From February 3, 2015:
The Nightingale String Quartet bring their survey of the Rued Langgaard’s string quartets to a triumphant conclusion in this third volume from Dacapo. Langgaard’s career didn’t go smoothly, as he was completely out of synch with the musical trends of the 20th century. He was born too late, certainly, though I wonder if things would have gone well for him as a musician 50 years earlier. He sounds like a prickly sort of fellow, and completely uncompromising when it came to his musical vision. His brush with modernism is barely evident in the 1st quartet of 1914. The craggy bits are, I think, more connected to his crusty personality than any avant-garde tendencies. This first attempt at a full-scale chamber music work has an angry sadness, an expression perhaps of the emotions that accompanied his unsuccessful first love affair. In a fit of self-criticism Langgaard dismantled the work, discarding the last two movements and reusing the best bits of the rest in his fourth and fifth quartets, written in the mid-1920s. Later, though, he had second thoughts and put the work back together (from memory in the case of the 3rd and 4th movements). Perhaps this is why the music sounds so self-assured.
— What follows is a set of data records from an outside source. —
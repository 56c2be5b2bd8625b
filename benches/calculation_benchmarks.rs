//! Performance benchmarks for the Weekly Payroll Engine.
//!
//! This benchmark suite covers the calculation core and the HTTP surface:
//! - Single daily salary calculation
//! - Weekly payroll roll-up
//! - Full API round-trip for a weekly request
//! - Batches of weekly requests
//!
//! Run with: `cargo bench`
//! HTML reports are generated in `target/criterion/`

use criterion::{BenchmarkId, Criterion, Throughput, black_box, criterion_group, criterion_main};

use payroll_engine::api::{AppState, create_router};
use payroll_engine::calculation::{
    NightOvertimeRule, RateTable, calculate_daily_salary, calculate_weekly_payroll,
};
use payroll_engine::config::ConfigLoader;
use payroll_engine::models::{AttendanceRecord, ClockHour, DayType, PayrollConfig};

use axum::{body::Body, http::Request};
use rust_decimal::Decimal;
use tower::ServiceExt;

/// Creates a test state with loaded configuration.
fn create_test_state() -> AppState {
    let config = ConfigLoader::load("./config/weekly_payroll").expect("Failed to load config");
    AppState::new(config)
}

fn hour(h: u8) -> ClockHour {
    ClockHour::new(h).unwrap()
}

/// A working week mixing day shifts, a night shift, overtime and rest days.
fn mixed_week_config() -> PayrollConfig {
    PayrollConfig {
        base_daily_rate: Decimal::from(500),
        max_regular_hours: 8,
        weekly_schedule: vec![
            AttendanceRecord::present(DayType::Normal, hour(9), hour(18)),
            AttendanceRecord::present(DayType::Normal, hour(9), hour(21)),
            AttendanceRecord::present(DayType::Normal, hour(22), hour(6)),
            AttendanceRecord::present(DayType::SpecialNonWorking, hour(11), hour(1)),
            AttendanceRecord::present(DayType::Normal, hour(9), hour(18)),
            AttendanceRecord::absent(DayType::RestDay),
            AttendanceRecord::present(DayType::RegularHolidayAndRest, hour(9), hour(18)),
        ],
    }
}

/// Creates a weekly request body with overtime and night shifts.
fn create_weekly_request_json() -> serde_json::Value {
    serde_json::json!({
        "employee": {
            "id": "emp_bench_001",
            "base_daily_rate": "500.0",
            "max_regular_hours": 8
        },
        "schedule": [
            {"day_type": "N", "in_hour": 9, "out_hour": 18},
            {"day_type": "N", "in_hour": 9, "out_hour": 21},
            {"day_type": "N", "in_hour": 22, "out_hour": 6},
            {"day_type": "SNWH", "in_hour": 11, "out_hour": 1},
            {"day_type": "N", "in_hour": 9, "out_hour": 18},
            {"day_type": "R", "in_hour": 9, "out_hour": 9},
            {"day_type": "RHR", "in_hour": 9, "out_hour": 18}
        ]
    })
}

/// Benchmarks a single daily salary calculation with overtime.
fn bench_daily_salary(c: &mut Criterion) {
    let rates = RateTable::statutory();
    let record = AttendanceRecord::present(DayType::Normal, hour(11), hour(1));

    c.bench_function("daily_salary_with_overtime", |b| {
        b.iter(|| {
            calculate_daily_salary(
                black_box(&record),
                black_box(Decimal::from(500)),
                black_box(8),
                &rates,
                NightOvertimeRule::Carryover,
            )
            .unwrap()
        })
    });
}

/// Benchmarks the weekly roll-up over a mixed schedule.
fn bench_weekly_payroll(c: &mut Criterion) {
    let rates = RateTable::statutory();
    let config = mixed_week_config();

    c.bench_function("weekly_payroll_mixed_week", |b| {
        b.iter(|| {
            calculate_weekly_payroll(
                black_box(&config),
                &rates,
                NightOvertimeRule::Carryover,
            )
            .unwrap()
        })
    });
}

/// Benchmarks a full API round-trip for a weekly request.
fn bench_api_round_trip(c: &mut Criterion) {
    let runtime = tokio::runtime::Runtime::new().unwrap();
    let state = create_test_state();
    let body = create_weekly_request_json().to_string();

    c.bench_function("api_weekly_round_trip", |b| {
        b.to_async(&runtime).iter(|| {
            let router = create_router(state.clone());
            let body = body.clone();
            async move {
                let response = router
                    .oneshot(
                        Request::builder()
                            .method("POST")
                            .uri("/payroll/weekly")
                            .header("Content-Type", "application/json")
                            .body(Body::from(body))
                            .unwrap(),
                    )
                    .await
                    .unwrap();
                black_box(response.status())
            }
        })
    });
}

/// Benchmarks batches of weekly calculations at increasing sizes.
fn bench_weekly_batches(c: &mut Criterion) {
    let rates = RateTable::statutory();
    let config = mixed_week_config();

    let mut group = c.benchmark_group("weekly_batches");
    for batch_size in [10usize, 100, 1000] {
        group.throughput(Throughput::Elements(batch_size as u64));
        group.bench_with_input(
            BenchmarkId::from_parameter(batch_size),
            &batch_size,
            |b, &batch_size| {
                b.iter(|| {
                    for _ in 0..batch_size {
                        black_box(
                            calculate_weekly_payroll(
                                &config,
                                &rates,
                                NightOvertimeRule::Carryover,
                            )
                            .unwrap(),
                        );
                    }
                })
            },
        );
    }
    group.finish();
}

criterion_group!(
    benches,
    bench_daily_salary,
    bench_weekly_payroll,
    bench_api_round_trip,
    bench_weekly_batches
);
criterion_main!(benches);
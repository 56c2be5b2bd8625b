//! Configuration loading and management for the Weekly Payroll Engine.
//!
//! This module provides functionality to load the engine's rate tables and
//! metadata from YAML files.
//!
//! # Example
//!
//! ```no_run
//! use payroll_engine::config::ConfigLoader;
//!
//! let config = ConfigLoader::load("./config/weekly_payroll").unwrap();
//! println!("Loaded rate set: {}", config.metadata().name);
//! ```

mod loader;
mod types;

pub use loader::ConfigLoader;
pub use types::{EngineMetadata, OvertimeTables, RateTableConfig};
//! Calculation logic for the Weekly Payroll Engine.
//!
//! This module contains the calculation functions for determining pay:
//! day-type rate lookup, worked-hour derivation from raw clock hours,
//! night-shift hour counting, the daily salary scenario dispatch with
//! overtime accumulation, and the weekly roll-up.

mod daily_salary;
mod night_shift;
mod rate_table;
mod shift_hours;
mod weekly_payroll;

pub use daily_salary::{NightOvertimeRule, calculate_daily_salary, compute_daily_salary};
pub use night_shift::count_night_hours;
pub use rate_table::RateTable;
pub use shift_hours::{BREAK_HOURS, WorkedHours, adjust_out_hour, derive_worked_hours};
pub use weekly_payroll::calculate_weekly_payroll;
//! Weekly Payroll Engine
//!
//! This crate computes an individual's weekly pay from a per-day attendance
//! record (clock-in hour, clock-out hour, day-type classification), applying
//! differentiated rates for rest days, special and regular holidays, overtime,
//! and night-shift work.

#![warn(missing_docs)]

pub mod api;
pub mod calculation;
pub mod config;
pub mod error;
pub mod models;
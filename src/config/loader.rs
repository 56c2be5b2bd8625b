//! Configuration loading functionality.
//!
//! This module provides the [`ConfigLoader`] type for loading the engine's
//! rate tables and metadata from YAML files.

use std::fs;
use std::path::Path;

use crate::calculation::RateTable;
use crate::error::{EngineError, EngineResult};

use super::types::{EngineMetadata, RateTableConfig};

/// Loads and provides access to the engine configuration.
///
/// The `ConfigLoader` reads YAML configuration files from a directory and
/// validates the rate tables before any calculation can use them.
///
/// # Directory Structure
///
/// ```text
/// config/weekly_payroll/
/// ├── payroll.yaml   # Rate-set metadata
/// └── rates.yaml     # Day-type multiplier tables
/// ```
///
/// # Example
///
/// ```no_run
/// use payroll_engine::config::ConfigLoader;
/// use payroll_engine::models::DayType;
///
/// let loader = ConfigLoader::load("./config/weekly_payroll").unwrap();
/// println!("Loaded rate set: {}", loader.metadata().name);
/// let multiplier = loader.rates().special_rate(DayType::RestDay);
/// ```
#[derive(Debug, Clone)]
pub struct ConfigLoader {
    metadata: EngineMetadata,
    rates: RateTable,
}

impl ConfigLoader {
    /// Loads configuration from the specified directory.
    ///
    /// # Errors
    ///
    /// - [`EngineError::ConfigNotFound`] when a required file is missing
    /// - [`EngineError::ConfigParseError`] when a file contains invalid YAML
    /// - [`EngineError::IncompleteRateTable`] /
    ///   [`EngineError::InvalidMultiplier`] when the rate tables fail
    ///   validation
    pub fn load<P: AsRef<Path>>(path: P) -> EngineResult<Self> {
        let path = path.as_ref();

        let metadata = Self::load_yaml::<EngineMetadata>(&path.join("payroll.yaml"))?;
        let raw_rates = Self::load_yaml::<RateTableConfig>(&path.join("rates.yaml"))?;
        let rates = RateTable::from_config(raw_rates)?;

        Ok(Self { metadata, rates })
    }

    /// Loads and parses a YAML file.
    fn load_yaml<T: serde::de::DeserializeOwned>(path: &Path) -> EngineResult<T> {
        let path_str = path.display().to_string();

        let content = fs::read_to_string(path).map_err(|_| EngineError::ConfigNotFound {
            path: path_str.clone(),
        })?;

        serde_yaml::from_str(&content).map_err(|e| EngineError::ConfigParseError {
            path: path_str,
            message: e.to_string(),
        })
    }

    /// Returns the rate-set metadata.
    pub fn metadata(&self) -> &EngineMetadata {
        &self.metadata
    }

    /// Returns the validated rate tables.
    pub fn rates(&self) -> &RateTable {
        &self.rates
    }
}
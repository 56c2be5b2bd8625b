//! Daily salary computation.
//!
//! This module is the core of the engine: it dispatches one day's
//! attendance across the four pay scenarios (absence, paid absence on a
//! rest-type day, night-differential shift, general shift with optional
//! overtime) and accumulates overtime pay hour by hour against the
//! applicable rate table.

use rust_decimal::Decimal;
use serde::{Deserialize, Serialize};

use crate::error::{EngineError, EngineResult};
use crate::models::{Attendance, AttendanceRecord, ClockHour, DailySalaryResult, DayType};

use super::night_shift::count_night_hours;
use super::rate_table::RateTable;
use super::shift_hours::derive_worked_hours;

/// How overtime hours are classified against the night window.
///
/// The carryover rule reproduces the long-standing payroll behavior: once
/// an overtime hour falls inside the night window, every later overtime
/// hour of the same day keeps the night rate even after the window ends.
/// The per-hour rule rates each hour by its own wall-clock position.
#[derive(Debug, Clone, Copy, Default, PartialEq, Eq, Serialize, Deserialize)]
#[serde(rename_all = "snake_case")]
pub enum NightOvertimeRule {
    /// Night classification sticks for the remainder of the overtime span.
    #[default]
    Carryover,
    /// Each overtime hour is classified independently.
    PerHour,
}

/// Calculates one day's salary from a typed attendance record.
///
/// Scenarios, in priority order:
/// 1. Absent on a non-rest day: no pay, all hour counters zero.
/// 2. Absent on a rest day (or a holiday falling on one): the base daily
///    rate is owed in full.
/// 3. Present with no overtime but night hours: base pay for the day type
///    plus a flat night differential on the hourly-equivalent rate. The
///    differential is not compounded with the day-type multiplier.
/// 4. General case: base pay for the day type, plus per-hour overtime pay
///    split between day and night overtime rates.
///
/// The reported `nightshift_hours` always covers the full worked span
/// (break included), independent of the overtime split.
///
/// # Errors
///
/// Returns [`EngineError::NonPositiveRate`] or
/// [`EngineError::NonPositiveMaxHours`] when the employee configuration is
/// out of domain; no computation happens on invalid inputs.
///
/// # Example
///
/// ```
/// use payroll_engine::calculation::{RateTable, NightOvertimeRule, calculate_daily_salary};
/// use payroll_engine::models::{AttendanceRecord, ClockHour, DayType};
/// use rust_decimal::Decimal;
///
/// let rates = RateTable::statutory();
/// let record = AttendanceRecord::present(
///     DayType::Normal,
///     ClockHour::new(22).unwrap(),
///     ClockHour::new(6).unwrap(),
/// );
/// let result = calculate_daily_salary(
///     &record,
///     Decimal::from(500),
///     8,
///     &rates,
///     NightOvertimeRule::default(),
/// )
/// .unwrap();
/// // 500 * 1.0 + (500/8) * 8 * 1.1
/// assert_eq!(result.salary, Decimal::from(1050));
/// assert_eq!(result.nightshift_hours, 8);
/// ```
pub fn calculate_daily_salary(
    record: &AttendanceRecord,
    base_daily_rate: Decimal,
    max_regular_hours: u32,
    rates: &RateTable,
    night_rule: NightOvertimeRule,
) -> EngineResult<DailySalaryResult> {
    if base_daily_rate <= Decimal::ZERO {
        return Err(EngineError::NonPositiveRate {
            value: base_daily_rate,
        });
    }
    if max_regular_hours == 0 {
        return Err(EngineError::NonPositiveMaxHours { value: 0 });
    }

    let (clock_in, clock_out) = match record.attendance {
        Attendance::Absent => {
            // An absent rest-type day still pays the full daily rate.
            let result = if record.day_type.includes_rest_day() {
                DailySalaryResult::flat_pay(base_daily_rate)
            } else {
                DailySalaryResult::empty()
            };
            return Ok(result);
        }
        Attendance::Present { clock_in, clock_out } => (clock_in, clock_out),
    };

    let hours = derive_worked_hours(clock_in, clock_out, max_regular_hours);
    let nightshift_hours = count_night_hours(clock_in, hours.with_break);
    let hourly_rate = base_daily_rate / Decimal::from(max_regular_hours);
    let base_pay = base_daily_rate * rates.special_rate(record.day_type);

    if hours.overtime == 0 && nightshift_hours > 0 {
        // Night differential: flat premium on the hourly-equivalent rate,
        // not compounded with the day-type multiplier.
        let differential =
            hourly_rate * Decimal::from(nightshift_hours) * rates.night_differential();
        return Ok(DailySalaryResult {
            salary: base_pay + differential,
            normal_overtime_hours: 0,
            nightshift_overtime_hours: 0,
            nightshift_hours,
        });
    }

    let mut salary = base_pay;
    let mut normal_overtime_hours = 0;
    let mut nightshift_overtime_hours = 0;

    if hours.overtime > 0 {
        // First paid hour past the regular span and the unpaid break.
        let mut overtime_hour = clock_in.wrapping_add(max_regular_hours + 1);
        let mut night_rate_active = false;

        for _ in 0..hours.overtime {
            let is_night_shift = match night_rule {
                NightOvertimeRule::Carryover => {
                    night_rate_active = night_rate_active || overtime_hour.is_night();
                    night_rate_active
                }
                NightOvertimeRule::PerHour => overtime_hour.is_night(),
            };

            if is_night_shift {
                nightshift_overtime_hours += 1;
            } else {
                normal_overtime_hours += 1;
            }
            salary += hourly_rate * rates.overtime_rate(record.day_type, is_night_shift);
            overtime_hour = overtime_hour.successor();
        }
    }

    Ok(DailySalaryResult {
        salary,
        normal_overtime_hours,
        nightshift_overtime_hours,
        nightshift_hours,
    })
}

/// Computes one day's salary from raw clock hours.
///
/// This is the function-level boundary consumed by the presentation layer:
/// every precondition (hour domain, positive rate, positive regular-hours
/// setting) is validated before any computation begins, and equal in/out
/// hours are interpreted as absence. Overtime follows the default
/// carryover night rule.
///
/// # Example
///
/// ```
/// use payroll_engine::calculation::{RateTable, compute_daily_salary};
/// use payroll_engine::models::DayType;
/// use rust_decimal::Decimal;
///
/// let rates = RateTable::statutory();
/// let result =
///     compute_daily_salary(9, 9, DayType::RestDay, Decimal::from(500), 8, &rates).unwrap();
/// assert_eq!(result.salary, Decimal::from(500));
/// ```
pub fn compute_daily_salary(
    in_hour: u8,
    out_hour: u8,
    day_type: DayType,
    base_daily_rate: Decimal,
    max_regular_hours: u32,
    rates: &RateTable,
) -> EngineResult<DailySalaryResult> {
    let clock_in = ClockHour::new(in_hour)?;
    let clock_out = ClockHour::new(out_hour)?;
    let record = AttendanceRecord {
        day_type,
        attendance: Attendance::from_hours(clock_in, clock_out),
    };
    calculate_daily_salary(
        &record,
        base_daily_rate,
        max_regular_hours,
        rates,
        NightOvertimeRule::default(),
    )
}
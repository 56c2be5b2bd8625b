//! Core data models for the Weekly Payroll Engine.
//!
//! This module contains all the domain types used throughout the engine.

mod attendance;
mod clock;
mod day_type;
mod salary_result;

pub use attendance::{Attendance, AttendanceRecord, PayrollConfig, SCHEDULE_DAYS};
pub use clock::ClockHour;
pub use day_type::DayType;
pub use salary_result::{DailySalaryResult, WeeklyPayrollResult};
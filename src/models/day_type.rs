//! Day-type classification for payroll rate selection.
//!
//! This module defines the [`DayType`] enum that labels each calendar day's
//! pay category. Day types are supplied by configuration and never derived
//! from a date.

use serde::{Deserialize, Serialize};

use crate::error::{EngineError, EngineResult};

/// Classification label for a calendar day's pay category.
///
/// The short codes in the serde aliases (`N`, `R`, `SNWH`, ...) match the
/// labels used in attendance exports; the canonical serialized form is the
/// snake_case variant name.
///
/// # Example
///
/// ```
/// use payroll_engine::models::DayType;
///
/// let day_type = DayType::from_code("SNWHR").unwrap();
/// assert_eq!(day_type, DayType::SpecialNonWorkingAndRest);
/// assert!(day_type.includes_rest_day());
/// ```
#[derive(Debug, Clone, Copy, PartialEq, Eq, Hash, Serialize, Deserialize)]
#[serde(rename_all = "snake_case")]
pub enum DayType {
    /// Ordinary working day - base rate applies.
    #[serde(alias = "N")]
    Normal,
    /// Scheduled rest day.
    #[serde(alias = "R")]
    RestDay,
    /// Special non-working holiday.
    #[serde(alias = "SNWH")]
    SpecialNonWorking,
    /// Special non-working holiday falling on a rest day.
    #[serde(alias = "SNWHR")]
    SpecialNonWorkingAndRest,
    /// Regular holiday.
    #[serde(alias = "RH")]
    RegularHoliday,
    /// Regular holiday falling on a rest day.
    #[serde(alias = "RHR")]
    RegularHolidayAndRest,
}

impl DayType {
    /// Every day-type variant, in rate-table order.
    ///
    /// Used to verify that rate tables cover the full classification set.
    pub const ALL: [DayType; 6] = [
        DayType::Normal,
        DayType::RestDay,
        DayType::SpecialNonWorking,
        DayType::SpecialNonWorkingAndRest,
        DayType::RegularHoliday,
        DayType::RegularHolidayAndRest,
    ];

    /// Parses the short code used in attendance exports.
    ///
    /// Codes are matched case-insensitively. Unknown labels fail with
    /// [`EngineError::InvalidDayType`]; there is no fallback classification.
    ///
    /// # Example
    ///
    /// ```
    /// use payroll_engine::models::DayType;
    ///
    /// assert_eq!(DayType::from_code("rh").unwrap(), DayType::RegularHoliday);
    /// assert!(DayType::from_code("XYZ").is_err());
    /// ```
    pub fn from_code(label: &str) -> EngineResult<Self> {
        match label.to_ascii_uppercase().as_str() {
            "N" => Ok(DayType::Normal),
            "R" => Ok(DayType::RestDay),
            "SNWH" => Ok(DayType::SpecialNonWorking),
            "SNWHR" => Ok(DayType::SpecialNonWorkingAndRest),
            "RH" => Ok(DayType::RegularHoliday),
            "RHR" => Ok(DayType::RegularHolidayAndRest),
            _ => Err(EngineError::InvalidDayType {
                label: label.to_string(),
            }),
        }
    }

    /// Returns the short code for this day type.
    pub fn code(self) -> &'static str {
        match self {
            DayType::Normal => "N",
            DayType::RestDay => "R",
            DayType::SpecialNonWorking => "SNWH",
            DayType::SpecialNonWorkingAndRest => "SNWHR",
            DayType::RegularHoliday => "RH",
            DayType::RegularHolidayAndRest => "RHR",
        }
    }

    /// Returns a human-readable description for payroll display.
    pub fn description(self) -> &'static str {
        match self {
            DayType::Normal => "Normal Day",
            DayType::RestDay => "Rest Day",
            DayType::SpecialNonWorking => "SNWH",
            DayType::SpecialNonWorkingAndRest => "SNWH, Rest Day",
            DayType::RegularHoliday => "RH",
            DayType::RegularHolidayAndRest => "RH, Rest Day",
        }
    }

    /// Returns true for day types that are paid in full when the employee
    /// is absent.
    ///
    /// Rest days and holidays falling on rest days owe the base daily rate
    /// even without attendance.
    pub fn includes_rest_day(self) -> bool {
        matches!(
            self,
            DayType::RestDay | DayType::SpecialNonWorkingAndRest | DayType::RegularHolidayAndRest
        )
    }
}

impl std::fmt::Display for DayType {
    fn fmt(&self, f: &mut std::fmt::Formatter<'_>) -> std::fmt::Result {
        write!(f, "{}", self.code())
    }
}

#[cfg(test)]
mod tests {
    use super::*;

    #[test]
    fn test_from_code_recognizes_all_variants() {
        for day_type in DayType::ALL {
            assert_eq!(DayType::from_code(day_type.code()).unwrap(), day_type);
        }
    }

    #[test]
    fn test_from_code_is_case_insensitive() {
        assert_eq!(DayType::from_code("snwhr").unwrap(), DayType::SpecialNonWorkingAndRest);
        assert_eq!(DayType::from_code("Rhr").unwrap(), DayType::RegularHolidayAndRest);
    }

    #[test]
    fn test_from_code_rejects_unknown_label() {
        let result = DayType::from_code("HOLIDAY");
        match result.unwrap_err() {
            EngineError::InvalidDayType { label } => assert_eq!(label, "HOLIDAY"),
            other => panic!("Expected InvalidDayType, got {:?}", other),
        }
    }

    #[test]
    fn test_rest_day_classification() {
        assert!(!DayType::Normal.includes_rest_day());
        assert!(DayType::RestDay.includes_rest_day());
        assert!(!DayType::SpecialNonWorking.includes_rest_day());
        assert!(DayType::SpecialNonWorkingAndRest.includes_rest_day());
        assert!(!DayType::RegularHoliday.includes_rest_day());
        assert!(DayType::RegularHolidayAndRest.includes_rest_day());
    }

    #[test]
    fn test_descriptions() {
        assert_eq!(DayType::Normal.description(), "Normal Day");
        assert_eq!(DayType::SpecialNonWorkingAndRest.description(), "SNWH, Rest Day");
        assert_eq!(DayType::RegularHolidayAndRest.description(), "RH, Rest Day");
    }

    #[test]
    fn test_serialization_uses_snake_case() {
        assert_eq!(
            serde_json::to_string(&DayType::SpecialNonWorking).unwrap(),
            "\"special_non_working\""
        );
        assert_eq!(
            serde_json::to_string(&DayType::RegularHolidayAndRest).unwrap(),
            "\"regular_holiday_and_rest\""
        );
    }

    #[test]
    fn test_deserialization_accepts_short_codes() {
        let day_type: DayType = serde_json::from_str("\"SNWH\"").unwrap();
        assert_eq!(day_type, DayType::SpecialNonWorking);

        let day_type: DayType = serde_json::from_str("\"rest_day\"").unwrap();
        assert_eq!(day_type, DayType::RestDay);
    }

    #[test]
    fn test_display_prints_code() {
        assert_eq!(DayType::RegularHoliday.to_string(), "RH");
    }
}
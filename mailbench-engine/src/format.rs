//! Display strings for comparison results.

use mailbench_data::{Currency, MetricKind};

use crate::types::ComparisonResult;

/// Rates as a percentage with two decimals; revenue with the currency symbol.
pub fn format_metric_value(metric: MetricKind, value: f64, currency: Currency) -> String {
    if metric.is_rate() {
        format!("{:.2}%", value * 100.0)
    } else {
        format!("{}{:.2}", currency.symbol(), value)
    }
}

/// e.g. "5.8% Above" or "24.2% Below".
pub fn format_difference(result: &ComparisonResult) -> String {
    format!(
        "{:.1}% {}",
        result.percentage_difference.abs(),
        if result.is_above_benchmark { "Above" } else { "Below" }
    )
}

#[cfg(test)]
mod tests {
    use super::*;

    #[test]
    fn rates_render_as_percent() {
        assert_eq!(format_metric_value(MetricKind::OpenRate, 0.189, Currency::USD), "18.90%");
        assert_eq!(format_metric_value(MetricKind::PlacedOrderRate, 0.0032, Currency::EUR), "0.32%");
    }

    #[test]
    fn revenue_uses_currency_symbol() {
        assert_eq!(
            format_metric_value(MetricKind::RevenuePerRecipient, 0.11, Currency::USD),
            "$0.11"
        );
        assert_eq!(
            format_metric_value(MetricKind::RevenuePerRecipient, 0.1001, Currency::EUR),
            "€0.10"
        );
        assert_eq!(
            format_metric_value(MetricKind::RevenuePerRecipient, 0.1485, Currency::CAD),
            "C$0.15"
        );
    }

    #[test]
    fn difference_label() {
        let below = ComparisonResult {
            metric: MetricKind::ClickRate,
            user_value: 0.01,
            benchmark_value: 0.0132,
            percentage_difference: -24.2424,
            is_above_benchmark: false,
        };
        assert_eq!(format_difference(&below), "24.2% Below");

        let above = ComparisonResult {
            percentage_difference: 5.82,
            is_above_benchmark: true,
            ..below
        };
        assert_eq!(format_difference(&above), "5.8% Above");
    }
}
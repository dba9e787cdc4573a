//! CSV loader for batches of metric submissions.
//!
//! Expected columns:
//!   label, industry, currency, open_rate_pct, click_rate_pct,
//!   placed_order_rate_pct, rev_per_recipient
//!
//! Rates are entered in percent, as on the calculator form. An empty
//! currency means USD.

use std::io::Read;

use serde::Deserialize;

use mailbench_data::{Currency, Industry, TableResult};

use crate::error::{EngineError, EngineResult};
use crate::types::UserMetrics;

/// One raw CSV row, before the industry and currency tags are resolved.
#[derive(Debug, Clone, Deserialize)]
pub struct Submission {
    pub label: String,
    pub industry: String,
    #[serde(default)]
    pub currency: Option<String>,
    pub open_rate_pct: f64,
    pub click_rate_pct: f64,
    pub placed_order_rate_pct: f64,
    pub rev_per_recipient: f64,
}

impl Submission {
    /// Resolve tags and normalize rates to decimal fractions.
    ///
    /// Range checks are left to the comparison itself.
    pub fn resolve(&self) -> TableResult<(Industry, Currency, UserMetrics)> {
        let industry = self.industry.parse::<Industry>()?;
        let currency = match self.currency.as_deref().map(str::trim) {
            None | Some("") => Currency::USD,
            Some(code) => code.parse::<Currency>()?,
        };
        let metrics = UserMetrics::from_percentages(
            self.open_rate_pct,
            self.click_rate_pct,
            self.placed_order_rate_pct,
            self.rev_per_recipient,
        );
        Ok((industry, currency, metrics))
    }
}

/// Load submissions from a CSV reader.
pub fn load_submissions<R: Read>(reader: R) -> EngineResult<Vec<Submission>> {
    let mut csv_reader = csv::ReaderBuilder::new()
        .has_headers(true)
        .trim(csv::Trim::All)
        .from_reader(reader);

    let mut submissions = Vec::new();
    for (line_num, result) in csv_reader.deserialize().enumerate() {
        let submission: Submission = result.map_err(|source| EngineError::Csv {
            line: line_num + 2,
            source,
        })?;
        submissions.push(submission);
    }

    log::debug!("loaded {} submissions", submissions.len());
    Ok(submissions)
}

/// Load submissions from a CSV file path.
pub fn load_submissions_file(path: &str) -> EngineResult<Vec<Submission>> {
    let file = std::fs::File::open(path).map_err(|source| EngineError::Io {
        path: path.to_string(),
        source,
    })?;
    load_submissions(file)
}
//! Comparison engine for email marketing benchmarks.
//!
//! Takes a sender's four campaign metrics, validates them, and compares each
//! against the industry benchmark from `mailbench-data`. Everything here is a
//! pure function of its inputs.

pub mod assessment;
pub mod chart;
pub mod comparison;
pub mod error;
pub mod format;
pub mod metrics_loader;
pub mod types;

pub use assessment::{Assessment, PerformanceLevel, Verdict};
pub use chart::{chart_series, ChartPoint, Position};
pub use comparison::{compare, compare_usd, percentage_difference};
pub use error::{EngineError, EngineResult};
pub use types::{ComparisonResult, UserMetrics};

pub use mailbench_data::{Currency, Industry, MetricKind};
//! Chart-ready series derived from comparison results.
//!
//! Rendering happens elsewhere; this only scales values for display (rates
//! become percentages, revenue stays in currency units) and tags each bar.

use serde::Serialize;

use crate::types::ComparisonResult;

#[derive(Clone, Copy, Debug, PartialEq, Eq, Serialize)]
#[serde(rename_all = "lowercase")]
pub enum Position {
    Above,
    Below,
}

#[derive(Clone, Debug, PartialEq, Serialize)]
pub struct ChartPoint {
    pub label: &'static str,
    pub user: f64,
    pub benchmark: f64,
    pub position: Position,
}

pub fn chart_series(results: &[ComparisonResult]) -> Vec<ChartPoint> {
    results
        .iter()
        .map(|r| {
            let scale = if r.metric.is_rate() { 100.0 } else { 1.0 };
            ChartPoint {
                label: r.metric.display_name(),
                user: r.user_value * scale,
                benchmark: r.benchmark_value * scale,
                position: if r.is_above_benchmark {
                    Position::Above
                } else {
                    Position::Below
                },
            }
        })
        .collect()
}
In the fifth quartet of 1926 Langgaard really turns back the clock to a Classical-Romantic idiom. The danger here is a kind of flabby nostalgia. I’m reminded of a CBC reviewer calling an Amadeus String Quartet recording of Sir Ernest MacMillan “kitsch Mendelssohn.” In this case, though, Langgaard polished up the work during the rest of the 20s, right through until 1938, when he felt it good enough to release into a very uncongenial environment. The music comes through the neo-Romantic tunnel full of character, charm and deep emotion.
Dacapo Records is on a roll lately; I’ve loved more than a few of their recent releases, especially the Danish String Quartet’s Wood Works, the New York Philharmonic’s Nielsen series, and now the Langgaard String Quartets. This is a label to watch!